◆ **AIM OF THE TASK**
Each record below is to be restated word for word.

◆ **DATA SHOWN**
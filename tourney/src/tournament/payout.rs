//! Prize split by final rank.

/// Share of the prize paid to a 1-based rank.
///
/// Rank 1 takes half, rank 2 a quarter, rank 3 an eighth and every rank
/// after that a sixteenth. Amounts truncate toward zero.
///
/// ```
/// use tourney::tournament::payout_for;
///
/// assert_eq!(payout_for(1, 1000), 500);
/// assert_eq!(payout_for(7, 1000), 62);
/// ```
pub fn payout_for(rank: usize, prize: i64) -> i64 {
    match rank {
        0 => 0,
        1 => prize / 2,
        2 => prize / 4,
        3 => prize / 8,
        _ => prize / 16,
    }
}

/// Payouts for ranks `1..=entrants`.
pub fn payouts(prize: i64, entrants: usize) -> Vec<i64> {
    (1..=entrants).map(|rank| payout_for(rank, prize)).collect()
}

#[cfg(test)]
mod tests {
    use super::*;
    use proptest::prelude::*;

    #[test]
    fn test_four_entrants() {
        assert_eq!(payouts(1000, 4), vec![500, 250, 125, 62]);
    }

    #[test]
    fn test_tail_ranks_share_sixteenth() {
        let split = payouts(2000, 10);
        assert_eq!(split[0], 1000);
        assert!(split[3..].iter().all(|&p| p == 125));
    }

    #[test]
    fn test_rank_zero_pays_nothing() {
        assert_eq!(payout_for(0, 1000), 0);
    }

    #[test]
    fn test_small_prize_truncates() {
        assert_eq!(payouts(3, 4), vec![1, 0, 0, 0]);
    }

    proptest! {
        #[test]
        fn prop_payouts_never_increase_with_rank(prize in 1i64..10_000_000, entrants in 1usize..64) {
            let split = payouts(prize, entrants);
            prop_assert!(split.windows(2).all(|w| w[0] >= w[1]));
        }

        #[test]
        fn prop_top_three_stay_within_prize(prize in 1i64..10_000_000) {
            let top: i64 = payouts(prize, 3).iter().sum();
            prop_assert!(top <= prize);
        }
    }
}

◆ **FINISHED TASK**
filename tourney/src/tournament/payout.rs
//! Prize split by final rank.

/// Share of the prize paid to a 1-based rank.
///
/// Rank 1 takes half, rank 2 a quarter, rank 3 an eighth and every rank
/// after that a sixteenth. Amounts truncate toward zero.
///
/// ```
/// use tourney::tournament::payout_for;
///
/// assert_eq!(payout_for(1, 1000), 500);
/// assert_eq!(payout_for(7, 1000), 62);
/// ```
pub fn payout_for(rank: usize, prize: i64) -> i64 {
    match rank {
        0 => 0,
        1 => prize / 2,
        2 => prize / 4,
        3 => prize / 8,
        _ => prize / 16,
    }
}

/// Payouts for ranks `1..=entrants`.
pub fn payouts(prize: i64, entrants: usize) -> Vec<i64> {
    (1..=entrants).map(|rank| payout_for(rank, prize)).collect()
}

#[cfg(test)]
mod tests {
    use super::*;
    use proptest::prelude::*;

    #[test]
    fn test_four_entrants() {
        assert_eq!(payouts(1000, 4), vec![500, 250, 125, 62]);
    }

    #[test]
    fn test_tail_ranks_share_sixteenth() {
        let split = payouts(2000, 10);
        assert_eq!(split[0], 1000);
        assert!(split[3..].iter().all(|&p| p == 125));
    }

    #[test]
    fn test_rank_zero_pays_nothing() {
        assert_eq!(payout_for(0, 1000), 0);
    }

    #[test]
    fn test_small_prize_truncates() {
        assert_eq!(payouts(3, 4), vec![1, 0, 0, 0]);
    }

    proptest! {
        #[test]
        fn prop_payouts_never_increase_with_rank(prize in 1i64..10_000_000, entrants in 1usize..64) {
            let split = payouts(prize, entrants);
            prop_assert!(split.windows(2).all(|w| w[0] >= w[1]));
        }

        #[test]
        fn prop_top_three_stay_within_prize(prize in 1i64..10_000_000) {
            let top: i64 = payouts(prize, 3).iter().sum();
            prop_assert!(top <= prize);
        }
    }
}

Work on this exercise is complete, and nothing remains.